(Beginning of INFORMATION SHOWN)
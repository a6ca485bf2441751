//! Bounded retry with exponential backoff, and per-call timeouts.
//!
//! Providers never retry on their own; the pipelines wrap provider calls in a
//! [`RetryPolicy`] so that transient failures (see [`RagError::is_transient`])
//! are retried a bounded number of times before being reported.

use std::future::Future;
use std::time::Duration;

use serde::{Deserialize, Serialize};
use tracing::warn;

use crate::error::{RagError, Result};

/// Retry settings for provider and store calls.
#[derive(Debug, Clone, Copy, Serialize, Deserialize, PartialEq)]
pub struct RetryPolicy {
    /// Total number of attempts, including the first. `1` disables retries.
    pub max_attempts: u32,
    /// Delay before the second attempt; doubled for every further attempt.
    #[serde(with = "millis")]
    pub base_delay: Duration,
    /// Upper bound for a single delay.
    #[serde(with = "millis")]
    pub max_delay: Duration,
}

impl Default for RetryPolicy {
    fn default() -> Self {
        Self {
            max_attempts: 3,
            base_delay: Duration::from_millis(200),
            max_delay: Duration::from_secs(2),
        }
    }
}

impl RetryPolicy {
    /// A policy that makes exactly one attempt.
    pub fn none() -> Self {
        Self { max_attempts: 1, ..Self::default() }
    }

    /// Delay to wait after the given failed attempt (1-based).
    pub fn delay_for(&self, attempt: u32) -> Duration {
        let factor = 2u32.saturating_pow(attempt.saturating_sub(1));
        self.base_delay.saturating_mul(factor).min(self.max_delay)
    }

    /// Run `operation` until it succeeds, fails with a non-transient error,
    /// or the attempts are exhausted. The last error is returned.
    pub async fn run<T, F, Fut>(&self, operation_name: &str, mut operation: F) -> Result<T>
    where
        F: FnMut() -> Fut,
        Fut: Future<Output = Result<T>>,
    {
        let max_attempts = self.max_attempts.max(1);
        let mut attempt = 1;
        loop {
            match operation().await {
                Ok(value) => return Ok(value),
                Err(e) if e.is_transient() && attempt < max_attempts => {
                    let delay = self.delay_for(attempt);
                    warn!(
                        operation = operation_name,
                        attempt,
                        max_attempts,
                        delay_ms = delay.as_millis() as u64,
                        error = %e,
                        "transient failure, retrying"
                    );
                    tokio::time::sleep(delay).await;
                    attempt += 1;
                }
                Err(e) => return Err(e),
            }
        }
    }
}

/// Await `future` for at most `limit`, turning an elapsed timer into the error
/// produced by `on_timeout`.
pub async fn with_timeout<T, Fut>(
    limit: Duration,
    future: Fut,
    on_timeout: impl FnOnce() -> RagError,
) -> Result<T>
where
    Fut: Future<Output = Result<T>>,
{
    match tokio::time::timeout(limit, future).await {
        Ok(result) => result,
        Err(_) => Err(on_timeout()),
    }
}

mod millis {
    use std::time::Duration;

    use serde::{Deserialize, Deserializer, Serializer};

    pub fn serialize<S: Serializer>(value: &Duration, serializer: S) -> Result<S::Ok, S::Error> {
        serializer.serialize_u64(value.as_millis() as u64)
    }

    pub fn deserialize<'de, D: Deserializer<'de>>(deserializer: D) -> Result<Duration, D::Error> {
        u64::deserialize(deserializer).map(Duration::from_millis)
    }
}

#[cfg(test)]
mod tests {
    use std::sync::Arc;
    use std::sync::atomic::{AtomicU32, Ordering};

    use super::*;

    fn fast_policy(max_attempts: u32) -> RetryPolicy {
        RetryPolicy {
            max_attempts,
            base_delay: Duration::from_millis(1),
            max_delay: Duration::from_millis(2),
        }
    }

    #[test]
    fn delays_double_and_are_capped() {
        let policy = RetryPolicy {
            max_attempts: 5,
            base_delay: Duration::from_millis(100),
            max_delay: Duration::from_millis(300),
        };
        assert_eq!(policy.delay_for(1), Duration::from_millis(100));
        assert_eq!(policy.delay_for(2), Duration::from_millis(200));
        assert_eq!(policy.delay_for(3), Duration::from_millis(300));
        assert_eq!(policy.delay_for(10), Duration::from_millis(300));
    }

    #[tokio::test]
    async fn retries_transient_errors_until_success() {
        let calls = Arc::new(AtomicU32::new(0));
        let counter = calls.clone();
        let value = fast_policy(3)
            .run("flaky", || {
                let counter = counter.clone();
                async move {
                    if counter.fetch_add(1, Ordering::SeqCst) < 2 {
                        Err(RagError::embedding("mock", "rate limited"))
                    } else {
                        Ok(7)
                    }
                }
            })
            .await
            .unwrap();
        assert_eq!(value, 7);
        assert_eq!(calls.load(Ordering::SeqCst), 3);
    }

    #[tokio::test]
    async fn gives_up_after_max_attempts() {
        let calls = Arc::new(AtomicU32::new(0));
        let counter = calls.clone();
        let err = fast_policy(2)
            .run("down", || {
                let counter = counter.clone();
                async move {
                    counter.fetch_add(1, Ordering::SeqCst);
                    Err::<(), _>(RagError::store("memory", "unreachable"))
                }
            })
            .await
            .unwrap_err();
        assert!(matches!(err, RagError::StoreUnavailable { .. }));
        assert_eq!(calls.load(Ordering::SeqCst), 2);
    }

    #[tokio::test]
    async fn does_not_retry_validation_errors() {
        let calls = Arc::new(AtomicU32::new(0));
        let counter = calls.clone();
        let _ = fast_policy(5)
            .run("invalid", || {
                let counter = counter.clone();
                async move {
                    counter.fetch_add(1, Ordering::SeqCst);
                    Err::<(), _>(RagError::Validation("empty".into()))
                }
            })
            .await;
        assert_eq!(calls.load(Ordering::SeqCst), 1);
    }

    #[tokio::test]
    async fn timeout_is_converted() {
        let err = with_timeout(
            Duration::from_millis(5),
            async {
                tokio::time::sleep(Duration::from_secs(5)).await;
                Ok(())
            },
            || RagError::embedding("slow", "timed out"),
        )
        .await
        .unwrap_err();
        assert!(matches!(err, RagError::EmbeddingUnavailable { .. }));
    }
}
(End of INFORMATION SHOWN)
TRY IT
The full set of entries, copied exactly, is the expected answer.

ANSWER SECTION
repository a6ca485bf2441751
//! Bounded retry with exponential backoff, and per-call timeouts.
//!
//! Providers never retry on their own; the pipelines wrap provider calls in a
//! [`RetryPolicy`] so that transient failures (see [`RagError::is_transient`])
//! are retried a bounded number of times before being reported.

use std::future::Future;
use std::time::Duration;

use serde::{Deserialize, Serialize};
use tracing::warn;

use crate::error::{RagError, Result};

/// Retry settings for provider and store calls.
#[derive(Debug, Clone, Copy, Serialize, Deserialize, PartialEq)]
pub struct RetryPolicy {
    /// Total number of attempts, including the first. `1` disables retries.
    pub max_attempts: u32,
    /// Delay before the second attempt; doubled for every further attempt.
    #[serde(with = "millis")]
    pub base_delay: Duration,
    /// Upper bound for a single delay.
    #[serde(with = "millis")]
    pub max_delay: Duration,
}

impl Default for RetryPolicy {
    fn default() -> Self {
        Self {
            max_attempts: 3,
            base_delay: Duration::from_millis(200),
            max_delay: Duration::from_secs(2),
        }
    }
}

impl RetryPolicy {
    /// A policy that makes exactly one attempt.
    pub fn none() -> Self {
        Self { max_attempts: 1, ..Self::default() }
    }

    /// Delay to wait after the given failed attempt (1-based).
    pub fn delay_for(&self, attempt: u32) -> Duration {
        let factor = 2u32.saturating_pow(attempt.saturating_sub(1));
        self.base_delay.saturating_mul(factor).min(self.max_delay)
    }

    /// Run `operation` until it succeeds, fails with a non-transient error,
    /// or the attempts are exhausted. The last error is returned.
    pub async fn run<T, F, Fut>(&self, operation_name: &str, mut operation: F) -> Result<T>
    where
        F: FnMut() -> Fut,
        Fut: Future<Output = Result<T>>,
    {
        let max_attempts = self.max_attempts.max(1);
        let mut attempt = 1;
        loop {
            match operation().await {
                Ok(value) => return Ok(value),
                Err(e) if e.is_transient() && attempt < max_attempts => {
                    let delay = self.delay_for(attempt);
                    warn!(
                        operation = operation_name,
                        attempt,
                        max_attempts,
                        delay_ms = delay.as_millis() as u64,
                        error = %e,
                        "transient failure, retrying"
                    );
                    tokio::time::sleep(delay).await;
                    attempt += 1;
                }
                Err(e) => return Err(e),
            }
        }
    }
}

/// Await `future` for at most `limit`, turning an elapsed timer into the error
/// produced by `on_timeout`.
pub async fn with_timeout<T, Fut>(
    limit: Duration,
    future: Fut,
    on_timeout: impl FnOnce() -> RagError,
) -> Result<T>
where
    Fut: Future<Output = Result<T>>,
{
    match tokio::time::timeout(limit, future).await {
        Ok(result) => result,
        Err(_) => Err(on_timeout()),
    }
}

mod millis {
    use std::time::Duration;

    use serde::{Deserialize, Deserializer, Serializer};

    pub fn serialize<S: Serializer>(value: &Duration, serializer: S) -> Result<S::Ok, S::Error> {
        serializer.serialize_u64(value.as_millis() as u64)
    }

    pub fn deserialize<'de, D: Deserializer<'de>>(deserializer: D) -> Result<Duration, D::Error> {
        u64::deserialize(deserializer).map(Duration::from_millis)
    }
}

#[cfg(test)]
mod tests {
    use std::sync::Arc;
    use std::sync::atomic::{AtomicU32, Ordering};

    use super::*;

    fn fast_policy(max_attempts: u32) -> RetryPolicy {
        RetryPolicy {
            max_attempts,
            base_delay: Duration::from_millis(1),
            max_delay: Duration::from_millis(2),
        }
    }

    #[test]
    fn delays_double_and_are_capped() {
        let policy = RetryPolicy {
            max_attempts: 5,
            base_delay: Duration::from_millis(100),
            max_delay: Duration::from_millis(300),
        };
        assert_eq!(policy.delay_for(1), Duration::from_millis(100));
        assert_eq!(policy.delay_for(2), Duration::from_millis(200));
        assert_eq!(policy.delay_for(3), Duration::from_millis(300));
        assert_eq!(policy.delay_for(10), Duration::from_millis(300));
    }

    #[tokio::test]
    async fn retries_transient_errors_until_success() {
        let calls = Arc::new(AtomicU32::new(0));
        let counter = calls.clone();
        let value = fast_policy(3)
            .run("flaky", || {
                let counter = counter.clone();
                async move {
                    if counter.fetch_add(1, Ordering::SeqCst) < 2 {
                        Err(RagError::embedding("mock", "rate limited"))
                    } else {
                        Ok(7)
                    }
                }
            })
            .await
            .unwrap();
        assert_eq!(value, 7);
        assert_eq!(calls.load(Ordering::SeqCst), 3);
    }

    #[tokio::test]
    async fn gives_up_after_max_attempts() {
        let calls = Arc::new(AtomicU32::new(0));
        let counter = calls.clone();
        let err = fast_policy(2)
            .run("down", || {
                let counter = counter.clone();
                async move {
                    counter.fetch_add(1, Ordering::SeqCst);
                    Err::<(), _>(RagError::store("memory", "unreachable"))
                }
            })
            .await
            .unwrap_err();
        assert!(matches!(err, RagError::StoreUnavailable { .. }));
        assert_eq!(calls.load(Ordering::SeqCst), 2);
    }

    #[tokio::test]
    async fn does_not_retry_validation_errors() {
        let calls = Arc::new(AtomicU32::new(0));
        let counter = calls.clone();
        let _ = fast_policy(5)
            .run("invalid", || {
                let counter = counter.clone();
                async move {
                    counter.fetch_add(1, Ordering::SeqCst);
                    Err::<(), _>(RagError::Validation("empty".into()))
                }
            })
            .await;
        assert_eq!(calls.load(Ordering::SeqCst), 1);
    }

    #[tokio::test]
    async fn timeout_is_converted() {
        let err = with_timeout(
            Duration::from_millis(5),
            async {
                tokio::time::sleep(Duration::from_secs(5)).await;
                Ok(())
            },
            || RagError::embedding("slow", "timed out"),
        )
        .await
        .unwrap_err();
        assert!(matches!(err, RagError::EmbeddingUnavailable { .. }));
    }
}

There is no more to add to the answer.